Streetlights termed full cutoff, which typically have flat bottoms or lenses, emit no light above horizontal, whereas cutoff fixtures more leniently allow 2½ percent of the light to shine per degree of angle at or above horizontal. The semi-cutoff classification, which allows even more upward-directed light, is the one most commonly used. Semi-cutoff “cobra-head” fixtures are easily recognized during the day by their deeply rounded refractive lenses and at night by the strong glare they cast into the eyes of drivers.

Although there’s no question that full-cutoff streetlights produce the least amount of glare and minimize light trespass (spillover) onto adjacent property, they are not necessarily roadway engineers’ fixtures of choice. “Sag-lens” or “drop-dish” fixtures with cutoff optics are now widely used. Their proponents, particularly the National Electrical Manufacturers Association, contend that using cutoff fixtures results in fewer streetlights, and thus less total reflection off the ground and less light pollution, than going solely with the flat-lens alternative espoused by dark-sky advocates.

Put another way, full-cutoff installations designed to meet current IESNA targets for light levels, uniformity, and glare might, in theory, use more electricity than, say, those using cutoff fixtures that produce more glare and uplight but whose light distribution below horizontal is well controlled. “This is very powerful stuff,” says Paul Lutkevich, former head of the IESNA’s Roadway Lighting Committee, and it suggests that the current classification system could be improved upon.
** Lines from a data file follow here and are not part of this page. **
pub mod repository;
pub mod sqlite;

pub use repository::{PersistenceError, SaveRepository};
pub use sqlite::SaveDb;
use std::fs;
use std::path::Path;

use bevy_ecs::prelude::*;
use serde::{Deserialize, Serialize};

/// Externalized tuning constants. Everything here is balance data, not
/// structure: the defaults reproduce the shipped behavior exactly, and a JSON
/// override file can reshape the economy without touching code.
#[derive(Resource, Debug, Clone, PartialEq, Serialize, Deserialize)]
#[serde(default)]
pub struct Tuning {
    /// Flat cost of living added to every week's expenses.
    pub base_expenses: i64,
    pub starting_cash: i64,
    /// Bankruptcy triggers strictly below this balance.
    pub bankruptcy_floor: i64,
    /// On-set action slots per role per week.
    pub weekly_role_action_cap: u32,
    /// How many NPCs the round-robin window advances each week.
    pub npc_window: usize,
    /// Independent weekly chance per significant relationship of an NPC
    /// starting a conversation.
    pub proactive_dm_chance: f64,
    pub award_period_weeks: u32,
    /// Bounded length of each relationship's memory log.
    pub memory_cap: usize,

    // On-set actions
    pub practice_performance: i32,
    pub develop_performance: i32,
    pub develop_happiness_cost: i32,
    pub publicity_success_chance: f64,

    // Quitting a role
    pub quit_reputation_penalty: i32,
    pub quit_happiness_penalty: i32,
    pub quit_relationship_penalty: i32,

    // Passive weekly drift
    pub weekly_health_decay: i32,
    pub single_happiness_decay: i32,

    // Dating and partnership
    pub date_cost: i64,
    pub dating_refresh_cost: i64,
    pub fancy_date_cost: i64,
    pub partner_action_cap: u32,
    pub breakup_happiness_penalty: i32,
    pub chemistry_match_threshold: i32,
    pub chemistry_neutral_threshold: i32,
}

impl Default for Tuning {
    fn default() -> Self {
        Self {
            base_expenses: 50,
            starting_cash: 100_000,
            bankruptcy_floor: -5_000,
            weekly_role_action_cap: 6,
            npc_window: 5,
            proactive_dm_chance: 0.05,
            award_period_weeks: 52,
            memory_cap: 5,
            practice_performance: 5,
            develop_performance: 8,
            develop_happiness_cost: 3,
            publicity_success_chance: 0.75,
            quit_reputation_penalty: 25,
            quit_happiness_penalty: 15,
            quit_relationship_penalty: 25,
            weekly_health_decay: 1,
            single_happiness_decay: 1,
            date_cost: 200,
            dating_refresh_cost: 500,
            fancy_date_cost: 500,
            partner_action_cap: 1,
            breakup_happiness_penalty: 25,
            chemistry_match_threshold: 65,
            chemistry_neutral_threshold: 30,
        }
    }
}

/// Load a tuning override, falling back to defaults on any failure.
pub fn load_tuning(path: impl AsRef<Path>) -> Tuning {
    let path = path.as_ref();
    match fs::read_to_string(path) {
        Ok(raw) => match serde_json::from_str(&raw) {
            Ok(tuning) => tuning,
            Err(err) => {
                log::warn!("failed to parse tuning from {}: {}", path.display(), err);
                Tuning::default()
            }
        },
        Err(err) => {
            log::warn!("failed to read tuning from {}: {}", path.display(), err);
            Tuning::default()
        }
    }
}

#[cfg(test)]
mod tests {
    use super::*;

    #[test]
    fn defaults_carry_the_shipped_balance() {
        let tuning = Tuning::default();
        assert_eq!(tuning.base_expenses, 50);
        assert_eq!(tuning.weekly_role_action_cap, 6);
        assert_eq!(tuning.npc_window, 5);
        assert_eq!(tuning.bankruptcy_floor, -5_000);
        assert!((tuning.proactive_dm_chance - 0.05).abs() < 1e-12);
        assert_eq!(tuning.memory_cap, 5);
    }

    #[test]
    fn partial_override_backfills_from_defaults() {
        let tuning: Tuning = serde_json::from_str(r#"{"base_expenses": 75}"#).unwrap();
        assert_eq!(tuning.base_expenses, 75);
        assert_eq!(tuning.weekly_role_action_cap, 6);
    }

    #[test]
    fn missing_file_falls_back_to_defaults() {
        let tuning = load_tuning("/nonexistent/tuning.json");
        assert_eq!(tuning, Tuning::default());
    }
}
To that end, Lutkevich says, the IESNA has formed a committee to come up with a new method of classifying fixtures with regard to light trespass, skyglow, and glare.

New Standards Needed

Meanwhile, there’s talk that the current illumination standards themselves need revision. For example, by reducing glare, roadway designers may be able to lower the illuminance levels produced by their streetlights. Recent research has focused on what is termed “small-target visibility,” or STV — how well drivers can spot, and react to, distant objects on or along the roadway — and the presence of glare factors heavily in such assessments. Preliminary assessments suggest that pavement doesn’t need to be nearly as bright when STV-based criteria for visibility are used.

Notably, officials in Calgary, Alberta, recently found that retrofitting their semi-cutoff streetlights with full-cutoff fixtures greatly increased illumination levels on the ground below — so much so that they are halving the wattage of the bulbs, a move that will save $1.4 million annually in energy costs. City officials add that the electricity they’re saving will reduce emissions of carbon dioxide from coal-burning power plants by more than 300 kilograms per fixture each year.

A growing trend in many towns and cities is to renovate their main thoroughfares with decorative lighting that harks back to the gaslight days of the past. Unfortunately, “period” fixtures that look attractive by day may be harsh sources of light at night, all too often blinding pedestrians and drivers alike with glary bulbs. However, many lighting manufacturers now carry product lines that house the bulb inside the fixture’s cap or utilize internal louvers that direct light downward — thus creating an aesthetic, low-glare compromise that satisfies both municipal planners and light-pollution activists.